§ **REQUIRED ACTION**:
The answer must be one number: how many lines below contain the word "eyre".

···

use thiserror::Error;

use crate::calibration::FingerId;

/// Per-finger fault classes. None of them is fatal to the process.
#[derive(Debug, Clone, Copy, PartialEq, Eq)]
pub enum FingerFault {
    /// Sensor unplugged or reading unusable.
    SensorFault,
    /// Finger stopped away from every known position.
    PositionFault,
    /// Velocity beyond what the actuator can physically do.
    SpeedFault,
    /// Actuator driven but the shaft did not move.
    StallFault,
}

impl core::fmt::Display for FingerFault {
    fn fmt(&self, f: &mut core::fmt::Formatter<'_>) -> core::fmt::Result {
        let s = match self {
            Self::SensorFault => "sensor fault",
            Self::PositionFault => "position fault",
            Self::SpeedFault => "speed fault",
            Self::StallFault => "stall",
        };
        f.write_str(s)
    }
}

#[derive(Debug, Error, Clone)]
pub enum HandError {
    #[error("hardware error: {0}")]
    Hardware(String),
    #[error("hardware fault: {0}")]
    HardwareFault(String),
    #[error("configuration error: {0}")]
    Config(String),
    #[error("{finger}: {fault}")]
    Fault { finger: FingerId, fault: FingerFault },
    #[error("invalid state: {0}")]
    State(String),
}

#[derive(Debug, Error, Clone)]
pub enum BuildError {
    #[error("missing analog input")]
    MissingInput,
    #[error("missing direction lines")]
    MissingLines,
    #[error("invalid config: {0}")]
    InvalidConfig(&'static str),
}

pub type Result<T> = eyre::Result<T>;
pub use eyre::Report;

/// Recover the typed error behind a report, falling back to its message.
pub fn hand_error_of(report: &eyre::Report) -> HandError {
    report
        .downcast_ref::<HandError>()
        .cloned()
        .unwrap_or_else(|| HandError::Hardware(report.to_string()))
}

···

§ **TASK RESPONSE**:
3